Collected data entries
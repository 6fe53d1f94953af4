//! Chat-facing façade: history loading, optimistic sends and live delivery for
//! every open conversation.

use std::{
    collections::HashMap,
    sync::{Arc, Mutex},
    time::Duration,
};

use chrono::Utc;
use shared::{
    domain::{Attachment, ConversationId, Message, MessageId, UserId},
    protocol::{topics, ClientEvent, MessagePayload, OutboundMessage, TypingPayload},
};
use tokio::{sync::broadcast, time::Instant};
use tracing::{debug, info, warn};

use crate::{
    channel::ChannelManager,
    config::SyncSettings,
    durable_store::{DurableStore, SendMessageResponse},
    error::SyncError,
    lock,
    reconciliation::{ConversationTimeline, DayGroup, DeliveryOutcome},
    request_cache::{CacheError, CallOptions, RequestCache},
    subscriptions::{SubscribeOptions, Subscription, SubscriptionHub},
};

#[derive(Debug, Clone, PartialEq)]
pub struct OutgoingMessage {
    pub conversation_id: ConversationId,
    pub receiver_id: UserId,
    pub content: String,
    pub attachments: Vec<Attachment>,
}

impl OutgoingMessage {
    pub fn text(
        conversation_id: ConversationId,
        receiver_id: UserId,
        content: impl Into<String>,
    ) -> Self {
        Self {
            conversation_id,
            receiver_id,
            content: content.into(),
            attachments: Vec::new(),
        }
    }
}

#[derive(Debug, Clone, PartialEq)]
pub enum TimelineUpdate {
    HistoryLoaded {
        conversation_id: ConversationId,
        count: usize,
    },
    Optimistic {
        conversation_id: ConversationId,
        temp_id: MessageId,
    },
    Delivered {
        conversation_id: ConversationId,
        message_id: MessageId,
        outcome: DeliveryOutcome,
    },
    Confirmed {
        conversation_id: ConversationId,
        temp_id: MessageId,
        message_id: MessageId,
    },
    SendFailed {
        conversation_id: ConversationId,
        temp_id: MessageId,
    },
}

pub struct ConversationSync {
    shared: Arc<ConversationsShared>,
    delivery: Mutex<Option<Subscription>>,
}

struct ConversationsShared {
    channel: Arc<ChannelManager>,
    store: Arc<dyn DurableStore>,
    history: RequestCache<Vec<Message>>,
    sends: RequestCache<SendMessageResponse>,
    options: CallOptions,
    dedup_window: Duration,
    retention: Duration,
    timelines: Mutex<HashMap<ConversationId, ConversationTimeline>>,
    updates: broadcast::Sender<TimelineUpdate>,
}

fn history_key(conversation_id: &ConversationId) -> String {
    format!("history:{conversation_id}")
}

impl ConversationSync {
    pub fn new(
        channel: Arc<ChannelManager>,
        store: Arc<dyn DurableStore>,
        history: RequestCache<Vec<Message>>,
        settings: &SyncSettings,
    ) -> Self {
        let (updates, _) = broadcast::channel(1024);
        Self {
            shared: Arc::new(ConversationsShared {
                channel,
                store,
                history,
                sends: RequestCache::new(settings.debounce()),
                options: CallOptions::from_settings(settings),
                dedup_window: settings.dedup_window(),
                retention: settings.recent_retention(),
                timelines: Mutex::new(HashMap::new()),
                updates,
            }),
            delivery: Mutex::new(None),
        }
    }

    pub fn subscribe_updates(&self) -> broadcast::Receiver<TimelineUpdate> {
        self.shared.updates.subscribe()
    }

    /// Routes `receiveMessage` deliveries into the matching timelines.
    pub fn attach(&self, hub: &SubscriptionHub) {
        let shared = Arc::clone(&self.shared);
        let subscription = hub.subscribe(
            topics::RECEIVE_MESSAGE,
            move |payload: MessagePayload| {
                shared.deliver(payload);
                Ok(())
            },
            SubscribeOptions::default(),
        );
        if lock(&self.delivery).replace(subscription).is_some() {
            debug!("conversations: replaced previous delivery subscription");
        }
    }

    pub fn detach(&self) {
        lock(&self.delivery).take();
    }

    /// Fetches history through the shared cache and replaces the local list.
    pub async fn load_history(
        &self,
        conversation_id: &ConversationId,
    ) -> Result<Vec<Message>, SyncError> {
        let store = Arc::clone(&self.shared.store);
        let id = conversation_id.clone();
        let messages = self
            .shared
            .history
            .call(
                &history_key(conversation_id),
                move || {
                    let store = Arc::clone(&store);
                    let id = id.clone();
                    async move { store.fetch_history(&id).await }
                },
                self.shared.options,
            )
            .await
            .map_err(|source| SyncError::History {
                conversation_id: conversation_id.clone(),
                source,
            })?;

        self.shared
            .with_timeline(conversation_id, |timeline| {
                timeline.replace_history(messages.clone())
            });
        info!(
            conversation_id = %conversation_id,
            count = messages.len(),
            "conversations: history loaded"
        );
        self.shared.publish(TimelineUpdate::HistoryLoaded {
            conversation_id: conversation_id.clone(),
            count: messages.len(),
        });
        Ok(messages)
    }

    /// Appends an optimistic entry, emits it on the channel and writes it to
    /// the durable store. The returned message carries the durable id when the
    /// store answered with one.
    pub async fn send_message(&self, outgoing: OutgoingMessage) -> Result<Message, SyncError> {
        let sender = self
            .shared
            .channel
            .identity()
            .ok_or(SyncError::MissingIdentity)?;
        if outgoing.content.trim().is_empty() && outgoing.attachments.is_empty() {
            return Err(SyncError::EmptyMessage);
        }

        let temp_id = MessageId::temporary();
        let conversation_id = outgoing.conversation_id.clone();
        let request = OutboundMessage {
            conversation_id: conversation_id.clone(),
            sender_id: sender.clone(),
            receiver_id: outgoing.receiver_id,
            content: outgoing.content,
            timestamp: Utc::now(),
            temp_id: temp_id.clone(),
            attachments: outgoing.attachments,
        };
        let optimistic = Message {
            id: temp_id.clone(),
            conversation_id: conversation_id.clone(),
            sender,
            content: request.content.clone(),
            attachments: request.attachments.clone(),
            timestamp: request.timestamp,
            pending: true,
            delivered: false,
        };
        self.shared
            .with_timeline(&conversation_id, |timeline| {
                timeline.append_optimistic(optimistic.clone())
            });
        self.shared.publish(TimelineUpdate::Optimistic {
            conversation_id: conversation_id.clone(),
            temp_id: temp_id.clone(),
        });

        if !self
            .shared
            .channel
            .send(&ClientEvent::SendMessage(request.clone()))
        {
            debug!(
                temp_id = %temp_id,
                "conversations: live send skipped, relying on durable store"
            );
        }

        let response = match self.write_durably(request).await {
            Ok(response) => response,
            Err(source) => {
                self.shared.publish(TimelineUpdate::SendFailed {
                    conversation_id,
                    temp_id: temp_id.clone(),
                });
                return Err(SyncError::Send { temp_id, source });
            }
        };

        match (response.success, response.message_id) {
            (true, Some(message_id)) => {
                let changed = self.shared.with_timeline(&conversation_id, |timeline| {
                    timeline.confirm_sent(&temp_id, &message_id)
                });
                if !changed {
                    debug!(
                        temp_id = %temp_id,
                        message_id = %message_id,
                        "conversations: entry already settled by delivery"
                    );
                }
                self.shared
                    .history
                    .clear_cache(Some(&history_key(&conversation_id)));
                self.shared.publish(TimelineUpdate::Confirmed {
                    conversation_id,
                    temp_id,
                    message_id: message_id.clone(),
                });
                Ok(Message {
                    id: message_id,
                    pending: false,
                    ..optimistic
                })
            }
            // Accepted without an id: the delivery echo will replace the entry.
            (true, None) => Ok(optimistic),
            (false, _) => {
                warn!(temp_id = %temp_id, "conversations: durable store rejected message");
                self.shared.publish(TimelineUpdate::SendFailed {
                    conversation_id,
                    temp_id: temp_id.clone(),
                });
                Err(SyncError::Rejected { temp_id })
            }
        }
    }

    async fn write_durably(
        &self,
        request: OutboundMessage,
    ) -> Result<SendMessageResponse, CacheError> {
        let store = Arc::clone(&self.shared.store);
        let key = format!("send:{}", request.temp_id);
        let request = Arc::new(request);
        let options = self
            .shared
            .options
            .with_cache_time(Duration::ZERO)
            .with_min_interval(Duration::ZERO)
            .bypassing_cache();
        let result = self
            .shared
            .sends
            .call(
                &key,
                move || {
                    let store = Arc::clone(&store);
                    let request = Arc::clone(&request);
                    async move { store.send_message(&request).await }
                },
                options,
            )
            .await;
        self.shared.sends.clear_cache(Some(&key));
        result
    }

    /// Notifies the other participant. Returns whether the event went out.
    pub fn send_typing(
        &self,
        conversation_id: &ConversationId,
        receiver_id: &UserId,
        is_typing: bool,
    ) -> Result<bool, SyncError> {
        let sender_id = self
            .shared
            .channel
            .identity()
            .ok_or(SyncError::MissingIdentity)?;
        Ok(self.shared.channel.send(&ClientEvent::Typing(TypingPayload {
            sender_id,
            receiver_id: receiver_id.clone(),
            is_typing,
            conversation_id: conversation_id.clone(),
        })))
    }

    /// Removes an optimistic entry the caller gave up on.
    pub fn discard_pending(&self, conversation_id: &ConversationId, temp_id: &MessageId) -> bool {
        lock(&self.shared.timelines)
            .get_mut(conversation_id)
            .and_then(|timeline| timeline.discard_pending(temp_id))
            .is_some()
    }

    pub fn messages(&self, conversation_id: &ConversationId) -> Vec<Message> {
        lock(&self.shared.timelines)
            .get(conversation_id)
            .map(|timeline| timeline.messages().to_vec())
            .unwrap_or_default()
    }

    pub fn grouped(&self, conversation_id: &ConversationId) -> Vec<DayGroup> {
        lock(&self.shared.timelines)
            .get(conversation_id)
            .map(ConversationTimeline::group_by_day)
            .unwrap_or_default()
    }
}

impl ConversationsShared {
    fn with_timeline<R>(
        &self,
        conversation_id: &ConversationId,
        apply: impl FnOnce(&mut ConversationTimeline) -> R,
    ) -> R {
        let mut timelines = lock(&self.timelines);
        let timeline = timelines
            .entry(conversation_id.clone())
            .or_insert_with(|| {
                ConversationTimeline::new(
                    conversation_id.clone(),
                    self.dedup_window,
                    self.retention,
                )
            });
        apply(timeline)
    }

    fn deliver(&self, payload: MessagePayload) {
        let temp_id = payload.temp_id.clone();
        let message = payload.into_message();
        let conversation_id = message.conversation_id.clone();
        let message_id = message.id.clone();
        let outcome = self.with_timeline(&conversation_id, |timeline| {
            timeline.accept_tagged_delivery(message, temp_id.as_ref(), Instant::now())
        });
        debug!(
            conversation_id = %conversation_id,
            message_id = %message_id,
            ?outcome,
            "conversations: delivery applied"
        );
        if outcome.changed_list() {
            self.history.clear_cache(Some(&history_key(&conversation_id)));
            self.publish(TimelineUpdate::Delivered {
                conversation_id,
                message_id,
                outcome,
            });
        }
    }

    fn publish(&self, update: TimelineUpdate) {
        let _ = self.updates.send(update);
    }
}

#[cfg(test)]
#[path = "tests/conversations_tests.rs"]
mod tests;
//! Typed, topic-scoped subscriptions on top of the raw channel handlers.

use std::{
    collections::{BTreeSet, HashMap, HashSet},
    panic::{self, AssertUnwindSafe},
    sync::{
        atomic::{AtomicBool, Ordering},
        Arc, Mutex, Weak,
    },
};

use futures::StreamExt;
use serde::de::DeserializeOwned;
use shared::protocol::ClientEvent;
use tokio::task::JoinHandle;
use tokio_stream::wrappers::BroadcastStream;
use tracing::{debug, error, info, warn};
use uuid::Uuid;

use crate::{
    channel::{ChannelManager, ChannelState, HandlerId},
    config::SyncSettings,
    lock,
};

#[derive(Debug, Clone, Default, PartialEq, Eq)]
pub struct SubscribeOptions {
    pub room: Option<String>,
    pub request_initial: bool,
}

impl SubscribeOptions {
    pub fn in_room(room: impl Into<String>) -> Self {
        Self {
            room: Some(room.into()),
            request_initial: false,
        }
    }

    pub fn with_initial_snapshot(mut self) -> Self {
        self.request_initial = true;
        self
    }
}

pub struct SubscriptionHub {
    shared: Arc<HubShared>,
    watcher: Mutex<Option<JoinHandle<()>>>,
}

struct HubShared {
    channel: Arc<ChannelManager>,
    registry: Mutex<Registry>,
    critical_topics: HashSet<String>,
    rejoin_rooms: bool,
}

#[derive(Default)]
struct Registry {
    subscriptions: HashMap<Uuid, SubscriptionRecord>,
    rooms: HashMap<String, RoomMembership>,
}

struct SubscriptionRecord {
    topic: String,
    room: Option<String>,
    snapshot_pending: bool,
}

struct RoomMembership {
    refs: usize,
    joined: bool,
}

/// Handle returned by [`SubscriptionHub::subscribe`]; dropping it unsubscribes.
pub struct Subscription {
    id: Uuid,
    topic: String,
    handler_id: HandlerId,
    hub: Weak<HubShared>,
    active: AtomicBool,
}

impl Subscription {
    pub fn id(&self) -> Uuid {
        self.id
    }

    pub fn topic(&self) -> &str {
        &self.topic
    }

    pub fn is_active(&self) -> bool {
        self.active.load(Ordering::SeqCst)
    }

    /// Safe to call any number of times.
    pub fn unsubscribe(&self) {
        if !self.active.swap(false, Ordering::SeqCst) {
            return;
        }
        if let Some(hub) = self.hub.upgrade() {
            hub.remove(self.id, &self.topic, self.handler_id);
        }
    }
}

impl Drop for Subscription {
    fn drop(&mut self) {
        self.unsubscribe();
    }
}

impl SubscriptionHub {
    pub fn new(channel: Arc<ChannelManager>, settings: &SyncSettings) -> Self {
        Self::with_policy(
            channel,
            settings.critical_topics.iter().cloned(),
            settings.rejoin_rooms_on_reconnect,
        )
    }

    pub fn with_policy(
        channel: Arc<ChannelManager>,
        critical_topics: impl IntoIterator<Item = String>,
        rejoin_rooms: bool,
    ) -> Self {
        let states = BroadcastStream::new(channel.subscribe_state());
        let already_connected = channel.is_connected();
        let shared = Arc::new(HubShared {
            channel,
            registry: Mutex::new(Registry::default()),
            critical_topics: critical_topics.into_iter().collect(),
            rejoin_rooms,
        });
        let watcher = tokio::spawn(watch_channel(
            Arc::clone(&shared),
            states,
            already_connected,
        ));
        Self {
            shared,
            watcher: Mutex::new(Some(watcher)),
        }
    }

    /// Registers `handler` for `topic`. Payloads are decoded into `T`; decode
    /// failures, handler errors and handler panics are logged and contained.
    pub fn subscribe<T, F>(
        &self,
        topic: &str,
        handler: F,
        options: SubscribeOptions,
    ) -> Subscription
    where
        T: DeserializeOwned + 'static,
        F: Fn(T) -> anyhow::Result<()> + Send + Sync + 'static,
    {
        let id = Uuid::new_v4();
        let topic_name = topic.to_string();
        let handler_id = self
            .shared
            .channel
            .on_event(topic, move |data| deliver::<T, F>(&topic_name, data, &handler));

        let first_in_room = {
            let mut registry = lock(&self.shared.registry);
            registry.subscriptions.insert(
                id,
                SubscriptionRecord {
                    topic: topic.to_string(),
                    room: options.room.clone(),
                    snapshot_pending: options.request_initial,
                },
            );
            options.room.as_ref().and_then(|room| {
                let membership = registry.rooms.entry(room.clone()).or_insert(RoomMembership {
                    refs: 0,
                    joined: false,
                });
                membership.refs += 1;
                (membership.refs == 1).then(|| room.clone())
            })
        };

        if let Some(room) = first_in_room {
            self.shared.join_room(&room);
        }
        if options.request_initial {
            self.shared.request_snapshot(id, topic, options.room.as_deref());
        }
        debug!(topic, room = ?options.room, "subscriptions: subscribed");

        Subscription {
            id,
            topic: topic.to_string(),
            handler_id,
            hub: Arc::downgrade(&self.shared),
            active: AtomicBool::new(true),
        }
    }

    pub fn active_count(&self) -> usize {
        lock(&self.shared.registry).subscriptions.len()
    }

    pub fn room_refs(&self, room: &str) -> usize {
        lock(&self.shared.registry)
            .rooms
            .get(room)
            .map_or(0, |membership| membership.refs)
    }

    /// Stops reacting to channel state changes.
    pub fn shutdown(&self) {
        if let Some(watcher) = lock(&self.watcher).take() {
            watcher.abort();
        }
    }
}

impl Drop for SubscriptionHub {
    fn drop(&mut self) {
        self.shutdown();
    }
}

fn deliver<T, F>(topic: &str, data: &serde_json::Value, handler: &F)
where
    T: DeserializeOwned,
    F: Fn(T) -> anyhow::Result<()>,
{
    let payload = match T::deserialize(data) {
        Ok(payload) => payload,
        Err(err) => {
            warn!(topic, error = %err, "subscriptions: dropping undecodable payload");
            return;
        }
    };
    match panic::catch_unwind(AssertUnwindSafe(|| handler(payload))) {
        Ok(Ok(())) => {}
        Ok(Err(err)) => warn!(topic, error = %err, "subscriptions: handler failed"),
        Err(_) => error!(topic, "subscriptions: handler panicked"),
    }
}

async fn watch_channel(
    shared: Arc<HubShared>,
    mut states: BroadcastStream<ChannelState>,
    mut has_connected: bool,
) {
    while let Some(state) = states.next().await {
        match state {
            Ok(ChannelState::Connected) => {
                shared.on_connected(has_connected);
                has_connected = true;
            }
            Ok(_) => {}
            Err(err) => warn!(error = %err, "subscriptions: missed channel state updates"),
        }
    }
}

impl HubShared {
    fn join_room(&self, room: &str) {
        let sent = self.channel.send(&ClientEvent::JoinRoom {
            room: room.to_string(),
        });
        if sent {
            if let Some(membership) = lock(&self.registry).rooms.get_mut(room) {
                membership.joined = true;
            }
        }
    }

    fn request_snapshot(&self, id: Uuid, topic: &str, room: Option<&str>) {
        let sent = self.channel.send(&ClientEvent::RequestSnapshot {
            topic: topic.to_string(),
            room: room.map(str::to_string),
        });
        if sent {
            if let Some(record) = lock(&self.registry).subscriptions.get_mut(&id) {
                record.snapshot_pending = false;
            }
        }
    }

    fn on_connected(&self, reconnect: bool) {
        let (rooms, snapshots, pending_ids) = {
            let registry = lock(&self.registry);
            let rooms: Vec<String> = registry
                .rooms
                .iter()
                .filter(|(_, membership)| !membership.joined || (reconnect && self.rejoin_rooms))
                .map(|(room, _)| room.clone())
                .collect();

            let mut snapshots = BTreeSet::new();
            let mut pending_ids = Vec::new();
            for (id, record) in &registry.subscriptions {
                if record.snapshot_pending {
                    pending_ids.push(*id);
                    snapshots.insert((record.topic.clone(), record.room.clone()));
                } else if reconnect && self.critical_topics.contains(&record.topic) {
                    snapshots.insert((record.topic.clone(), record.room.clone()));
                }
            }
            (rooms, snapshots, pending_ids)
        };

        if reconnect {
            info!(
                refreshes = snapshots.len(),
                rejoins = rooms.len(),
                "subscriptions: channel reconnected"
            );
        }

        for room in rooms {
            self.join_room(&room);
        }
        let mut all_sent = true;
        for (topic, room) in snapshots {
            all_sent &= self
                .channel
                .send(&ClientEvent::RequestSnapshot { topic, room });
        }
        if all_sent && !pending_ids.is_empty() {
            let mut registry = lock(&self.registry);
            for id in pending_ids {
                if let Some(record) = registry.subscriptions.get_mut(&id) {
                    record.snapshot_pending = false;
                }
            }
        }
    }

    fn remove(&self, id: Uuid, topic: &str, handler_id: HandlerId) {
        self.channel.off_event(topic, handler_id);
        let leave = {
            let mut registry = lock(&self.registry);
            let Some(record) = registry.subscriptions.remove(&id) else {
                return;
            };
            record.room.and_then(|room| {
                let membership = registry.rooms.get_mut(&room)?;
                membership.refs = membership.refs.saturating_sub(1);
                if membership.refs > 0 {
                    return None;
                }
                let joined = membership.joined;
                registry.rooms.remove(&room);
                joined.then_some(room)
            })
        };
        if let Some(room) = leave {
            self.channel.send(&ClientEvent::LeaveRoom { room });
        }
        debug!(topic, "subscriptions: unsubscribed");
    }
}

#[cfg(test)]
#[path = "tests/subscriptions_tests.rs"]
mod tests;
//! Per-conversation message list that tolerates duplicated and reordered
//! delivery.

use std::{collections::VecDeque, time::Duration};

use chrono::NaiveDate;
use shared::domain::{ConversationId, Message, MessageId, UserId};
use tokio::time::Instant;
use tracing::debug;

use crate::config::SyncSettings;

#[derive(Debug, Clone, Copy, PartialEq, Eq)]
pub enum DeliveryOutcome {
    /// An entry with the same id is already present.
    DuplicateId,
    /// Same sender, content and second seen within the dedup window.
    DuplicateRecent,
    /// An optimistic entry was upgraded in place.
    ReplacedPending,
    Appended,
}

impl DeliveryOutcome {
    pub fn changed_list(self) -> bool {
        matches!(self, Self::ReplacedPending | Self::Appended)
    }
}

/// Messages from one calendar day (UTC), oldest first.
#[derive(Debug, Clone, PartialEq)]
pub struct DayGroup {
    pub day: NaiveDate,
    pub messages: Vec<Message>,
}

#[derive(Debug, Clone, PartialEq, Eq)]
struct DedupKey {
    sender: UserId,
    content: String,
    second: i64,
}

impl DedupKey {
    fn of(message: &Message) -> Self {
        Self {
            sender: message.sender.clone(),
            content: message.content.clone(),
            second: message.timestamp.timestamp(),
        }
    }
}

#[derive(Debug, Clone)]
struct RecentDelivery {
    key: DedupKey,
    seen_at: Instant,
}

#[derive(Debug, Clone)]
pub struct ConversationTimeline {
    conversation_id: ConversationId,
    messages: Vec<Message>,
    recent: VecDeque<RecentDelivery>,
    dedup_window: Duration,
    retention: Duration,
}

impl ConversationTimeline {
    pub fn new(
        conversation_id: ConversationId,
        dedup_window: Duration,
        retention: Duration,
    ) -> Self {
        Self {
            conversation_id,
            messages: Vec::new(),
            recent: VecDeque::new(),
            dedup_window,
            retention,
        }
    }

    pub fn from_settings(conversation_id: ConversationId, settings: &SyncSettings) -> Self {
        Self::new(
            conversation_id,
            settings.dedup_window(),
            settings.recent_retention(),
        )
    }

    pub fn conversation_id(&self) -> &ConversationId {
        &self.conversation_id
    }

    pub fn messages(&self) -> &[Message] {
        &self.messages
    }

    pub fn len(&self) -> usize {
        self.messages.len()
    }

    pub fn is_empty(&self) -> bool {
        self.messages.is_empty()
    }

    pub fn recent_len(&self) -> usize {
        self.recent.len()
    }

    /// Replaces the list wholesale and forgets every dedup tracker. Optimistic
    /// entries still waiting on the durable store are carried over.
    pub fn replace_history(&mut self, messages: Vec<Message>) {
        let pending: Vec<Message> = self.messages.drain(..).filter(|m| m.pending).collect();
        self.messages = messages;
        self.messages.extend(pending);
        self.recent.clear();
    }

    /// Inserts a local entry before any round trip. The entry is marked pending.
    pub fn append_optimistic(&mut self, mut message: Message) {
        message.pending = true;
        message.delivered = false;
        self.messages.push(message);
    }

    /// Applies one inbound delivery event.
    pub fn accept_delivery(&mut self, message: Message, now: Instant) -> DeliveryOutcome {
        self.accept_tagged_delivery(message, None, now)
    }

    /// Like [`accept_delivery`](Self::accept_delivery), for an echo that names
    /// the temporary id it was sent under. That pending entry is replaced
    /// ahead of any other with the same sender and content.
    pub fn accept_tagged_delivery(
        &mut self,
        message: Message,
        temp_id: Option<&MessageId>,
        now: Instant,
    ) -> DeliveryOutcome {
        let retention = self.retention;
        self.recent
            .retain(|seen| now.saturating_duration_since(seen.seen_at) < retention);

        if let Some(existing) = self.messages.iter_mut().find(|m| m.id == message.id) {
            existing.delivered = true;
            debug!(message_id = %message.id, "reconciliation: duplicate id");
            return DeliveryOutcome::DuplicateId;
        }

        let key = DedupKey::of(&message);
        let window = self.dedup_window;
        let seen_recently = self
            .recent
            .iter()
            .any(|seen| seen.key == key && now.saturating_duration_since(seen.seen_at) < window);
        if seen_recently {
            debug!(message_id = %message.id, "reconciliation: duplicate within dedup window");
            return DeliveryOutcome::DuplicateRecent;
        }
        self.recent.push_back(RecentDelivery { key, seen_at: now });

        let tagged = temp_id.and_then(|temp_id| {
            self.messages
                .iter()
                .position(|m| m.pending && &m.id == temp_id)
        });
        let pending = tagged.or_else(|| {
            self.messages.iter().position(|m| {
                m.pending && m.sender == message.sender && m.content == message.content
            })
        });
        if let Some(index) = pending {
            let entry = &mut self.messages[index];
            debug!(
                temp_id = %entry.id,
                message_id = %message.id,
                "reconciliation: pending entry replaced"
            );
            *entry = Message {
                pending: false,
                delivered: true,
                ..message
            };
            return DeliveryOutcome::ReplacedPending;
        }

        self.messages.push(Message {
            pending: false,
            ..message
        });
        DeliveryOutcome::Appended
    }

    /// Applies the durable-store answer for an optimistic send. Returns `false`
    /// when nothing changed, which is the case when a delivery already
    /// replaced the pending entry.
    pub fn confirm_sent(&mut self, temp_id: &MessageId, durable_id: &MessageId) -> bool {
        let Some(index) = self.messages.iter().position(|m| &m.id == temp_id) else {
            return false;
        };
        if self.messages.iter().any(|m| &m.id == durable_id) {
            self.messages.remove(index);
            debug!(
                temp_id = %temp_id,
                message_id = %durable_id,
                "reconciliation: dropped superseded pending entry"
            );
            return true;
        }
        let entry = &mut self.messages[index];
        entry.id = durable_id.clone();
        entry.pending = false;
        true
    }

    /// Drops an optimistic entry whose send failed.
    pub fn discard_pending(&mut self, temp_id: &MessageId) -> Option<Message> {
        let index = self
            .messages
            .iter()
            .position(|m| &m.id == temp_id && m.pending)?;
        Some(self.messages.remove(index))
    }

    /// Display projection: sorted by timestamp and split by calendar day.
    pub fn group_by_day(&self) -> Vec<DayGroup> {
        group_by_day(&self.messages)
    }
}

pub fn group_by_day(messages: &[Message]) -> Vec<DayGroup> {
    let mut sorted = messages.to_vec();
    sorted.sort_by_key(|m| m.timestamp);

    let mut groups: Vec<DayGroup> = Vec::new();
    for message in sorted {
        let day = message.timestamp.date_naive();
        match groups.last_mut() {
            Some(group) if group.day == day => group.messages.push(message),
            _ => groups.push(DayGroup {
                day,
                messages: vec![message],
            }),
        }
    }
    groups
}

#[cfg(test)]
#[path = "tests/reconciliation_tests.rs"]
mod tests;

▸ **What you will do**
The expected answer is a copy of each line above containing "DurableStore".

▸ **Task result**
    durable_store::{DurableStore, SendMessageResponse},
    store: Arc<dyn DurableStore>,
        store: Arc<dyn DurableStore>,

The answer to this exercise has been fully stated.